Maria Rita Montebelli per “il Messaggero”
Tutti conoscono la pericolosità della pressione alta, ma pochi la misurano con costanza. Molti altri poi, pur sapendo di essere ipertesi, si accontentano di abbassarla un po' senza arrivare all'obiettivo indicato dalle linee guida europee, che è 130/80 mmHg.
E, a complicare le cose, c'è il fatto che per riportare a livelli ragionevoli la pressione è in genere necessario assumere due o più molecole diverse. La maggioranza inizia la terapia e si ferma a una sola compressa.
IL TRATTAMENTO
Oggi una possibile soluzione al problema potrebbe venire dalla polipillola, cioè dal racchiudere diverse molecole in un'unica pillola. Se ne parla da vent' anni ma adesso il Quartet, studio di fase 3 presentato all'ultimo congresso della Società europea di cardiologia e pubblicato su Lancet, conferma la validità di questa strategia.
Il lavoro è stato condotto in Australia su 591 pazienti ipertesi, che sono stati scelti per ricevere una polipillola, contenente quattro farmaci antipertensivi (irbesartan, amlodipina, indapamide, bisoprololo) a bassissimo dosaggio, o il trattamento con una singola molecola. A distanza di 12 settimane, i soggetti trattati con la quadpillola mostravano un buon controllo pressorio nell'80% dei casi, contro il 60% del gruppo dei pazienti trattati con un solo farmaco.
«Il nostro studio commenta Clara Chow dell'Università di Sydney è stato il primo a dimostrare che i benefici della polipillola si mantengono a lungo, anche a distanza di un anno, senza mostrare flessioni». Gli autori concludono che una strategia di trattamento precoce con un'associazione di quattro molecole ad un quarto del loro dosaggio pieno è in grado di ottenere e di mantenere nel tempo un miglior controllo rispetto all'approccio abituale, consistente nell'iniziare con un farmaco antipertensivo.
LE LINEE GUIDA
Questa nuova strategia è indirettamente supportata anche dalle ultime linee guida dell'Organizzazione mondiale della sanità, pubblicate questa settimana, che consigliano di iniziare la cura con un'associazione di almeno due molecole, anziché una sola.

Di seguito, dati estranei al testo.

#[cfg(test)]
mod tests {
    use super::*;
    use crate::parameters::test_support::{rate_store, real_values};
    use crate::parameters::values::Scalar;
    use std::path::Path;

    #[test]
    fn test_initialize_expands_indexed_parameter() {
        let store = rate_store();
        assert_eq!(store.end_year(), 2024);
        assert_eq!(store.current_year(), 2020);
        assert_eq!(real_values(&store, "rate"), vec![100.0, 102.0, 104.04, 106.12, 108.24]);
    }

    #[test]
    fn test_set_year_updates_view() {
        let mut store = rate_store();
        assert_eq!(store.current_value("rate"), Some(&YearValue::from(100.0)));

        store.set_year(2023).unwrap();
        assert_eq!(store.current_year(), 2023);
        assert_eq!(store.current_value("rate"), Some(&YearValue::from(106.12)));
        assert_eq!(store.current_view().year, 2023);
        assert_eq!(store.current_value("unknown"), None);
    }

    #[test]
    fn test_set_year_out_of_range() {
        let mut store = rate_store();
        assert!(matches!(
            store.set_year(2019),
            Err(ParameterError::OutOfRange { year: 2019, start: 2020, end: 2024 })
        ));
        assert!(matches!(store.set_year(2025), Err(ParameterError::OutOfRange { .. })));
        assert_eq!(store.current_year(), 2020);
    }

    #[test]
    fn test_unindexed_parameters_carry_forward() {
        let mut defaults = Defaults::new();
        defaults.insert("flat".to_string(), ParameterSpec::real(&[0.1, 0.15], false));
        let store =
            ParameterStore::initialize(2020, 4, defaults, GrowthRates::constant(0.5, 4)).unwrap();
        assert_eq!(real_values(&store, "flat"), vec![0.1, 0.15, 0.15, 0.15]);
    }

    #[test]
    fn test_wage_indexed_parameter_uses_wage_growth() {
        let mut defaults = Defaults::new();
        defaults.insert("_SS_Earnings_c".to_string(), ParameterSpec::real(&[1000.0], true));
        defaults.insert("_STD".to_string(), ParameterSpec::real(&[1000.0], true));
        let rates = GrowthRates {
            inflation: Some(vec![0.01; 3]),
            wage_growth: Some(vec![0.05; 3]),
        };
        let store = ParameterStore::initialize(2020, 3, defaults, rates).unwrap();
        assert_eq!(real_values(&store, "_SS_Earnings_c"), vec![1000.0, 1050.0, 1102.5]);
        assert_eq!(real_values(&store, "_STD"), vec![1000.0, 1010.0, 1020.1]);
        assert!(store.metadata("_SS_Earnings_c").unwrap().wage_indexed);
    }

    #[test]
    fn test_long_defaults_trimmed_to_horizon() {
        let mut defaults = Defaults::new();
        defaults.insert("long".to_string(), ParameterSpec::real(&[1.0, 2.0, 3.0, 4.0], false));
        let store = ParameterStore::initialize(2020, 2, defaults, GrowthRates::none()).unwrap();
        assert_eq!(real_values(&store, "long"), vec![1.0, 2.0]);
    }

    #[test]
    fn test_zero_years_rejected() {
        let result = ParameterStore::initialize(2020, 0, Defaults::new(), GrowthRates::none());
        assert!(matches!(result, Err(ParameterError::InvalidHorizon(_))));
    }

    #[test]
    fn test_oversized_horizon_rejected() {
        let result =
            ParameterStore::initialize(2020, i32::MAX as usize, Defaults::new(), GrowthRates::none());
        assert!(matches!(result, Err(ParameterError::InvalidHorizon(_))));

        let result = ParameterStore::initialize(
            2020,
            i32::MAX as usize + 10,
            Defaults::new(),
            GrowthRates::none(),
        );
        assert!(matches!(result, Err(ParameterError::InvalidHorizon(_))));

        let store = ParameterStore::initialize(i32::MAX - 1, 2, Defaults::new(), GrowthRates::none())
            .unwrap();
        assert_eq!(store.end_year(), i32::MAX);
    }

    #[test]
    fn test_metadata_carries_labels() {
        let mut defaults = Defaults::new();
        let mut spec = ParameterSpec::real(&[1.0], false);
        spec.long_name = Some("Rate one".to_string());
        spec.description = Some("Lowest bracket rate".to_string());
        defaults.insert("_II_rt1".to_string(), spec);
        let store = ParameterStore::initialize(2020, 2, defaults, GrowthRates::none()).unwrap();
        let metadata = store.metadata("_II_rt1").unwrap();
        assert_eq!(metadata.long_name.as_deref(), Some("Rate one"));
        assert_eq!(metadata.description.as_deref(), Some("Lowest bracket rate"));
    }

    #[test]
    fn test_empty_default_rejected() {
        let mut defaults = Defaults::new();
        defaults.insert("empty".to_string(), ParameterSpec::real(&[], false));
        let result = ParameterStore::initialize(2020, 3, defaults, GrowthRates::none());
        assert!(matches!(result, Err(ParameterError::InvalidDefault { .. })));
    }

    #[test]
    fn test_known_years_truncates_price_indexed_only() {
        let mut defaults = Defaults::new();
        defaults.insert("_STD".to_string(), ParameterSpec::real(&[100.0, 200.0, 300.0], true));
        defaults.insert(
            "_SS_Earnings_c".to_string(),
            ParameterSpec::real(&[100.0, 200.0, 300.0], true),
        );
        defaults.insert("_flat".to_string(), ParameterSpec::real(&[1.0, 2.0, 3.0], false));
        let mut store =
            ParameterStore::initialize(2020, 4, defaults, GrowthRates::constant(0.1, 4)).unwrap();

        store.set_year(2022).unwrap();
        store.reset_defaults(&KnownYears::Uniform(1)).unwrap();
        assert_eq!(store.current_year(), 2020);
        assert_eq!(real_values(&store, "_STD"), vec![100.0, 110.0, 121.0, 133.1]);
        assert_eq!(real_values(&store, "_SS_Earnings_c"), vec![100.0, 200.0, 300.0, 330.0]);
        assert_eq!(real_values(&store, "_flat"), vec![1.0, 2.0, 3.0, 3.0]);

        let per = KnownYears::PerParameter(HashMap::from([("_STD".to_string(), 2)]));
        store.reset_defaults(&per).unwrap();
        assert_eq!(real_values(&store, "_STD"), vec![100.0, 200.0, 220.0, 242.0]);
    }

    #[test]
    fn test_value_at() {
        let store = rate_store();
        assert_eq!(store.value_at("rate", 2021), Some(YearValue::Scalar(Scalar::Real(102.0))));
        assert_eq!(store.value_at("rate", 2030), None);
        assert_eq!(store.value_at("nope", 2021), None);
    }

    #[test]
    fn test_missing_defaults_path() {
        let config = StoreConfig {
            defaults_path: None,
            ..StoreConfig::default()
        };
        assert!(matches!(
            ParameterStore::from_config(&config),
            Err(ParameterError::UnimplementedDefaults(_))
        ));
    }

    #[test]
    fn test_from_config_with_bundled_data() {
        let dir = Path::new(env!("CARGO_MANIFEST_DIR")).join(loader::DEFAULT_PARAMETERS_PATH);
        let config = StoreConfig {
            defaults_path: Some(dir.join(loader::DEFAULTS_FILE_NAME)),
            rates_path: Some(dir.join(loader::GROWTH_RATES_FILE_NAME)),
            ..StoreConfig::default()
        };
        let store = ParameterStore::from_config(&config).unwrap();
        assert_eq!(store.start_year(), DEFAULT_START_YEAR);
        assert_eq!(store.end_year(), DEFAULT_START_YEAR + DEFAULT_NUM_YEARS as i32 - 1);
        for name in store.names() {
            assert_eq!(store.series(name).unwrap().len(), DEFAULT_NUM_YEARS, "{}", name);
        }
    }
}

«Nei Paesi che hanno a disposizione centri specialisti di alto livello e dove i pazienti hanno accesso a tutti i farmaci esistenti commenta Emily Atkins dell'Università di Sydney un risultato come quello ottenuto da questo studio potrebbe tradursi in una riduzione del 20% del rischio di infarti e ictus».
In Italia, a soffrire di pressione alta è circa il 30% delle donne e il 40% degli uomini, sei su dieci neppure lo sanno (la pressione alta spesso è asintomatica e per questo non ci si ricorda di misurarla), solo poco più della metà è in trattamento.
A raggiungere l'obiettivo del 130/80 è solo un'ipertesa su tre e un iperteso su quattro. Una situazione questa che mette in grave pericolo i pazienti perché l'ipertensione è il più importante fattore di rischio per infarto e ictus, le principali cause di morte nei Paesi occidentali.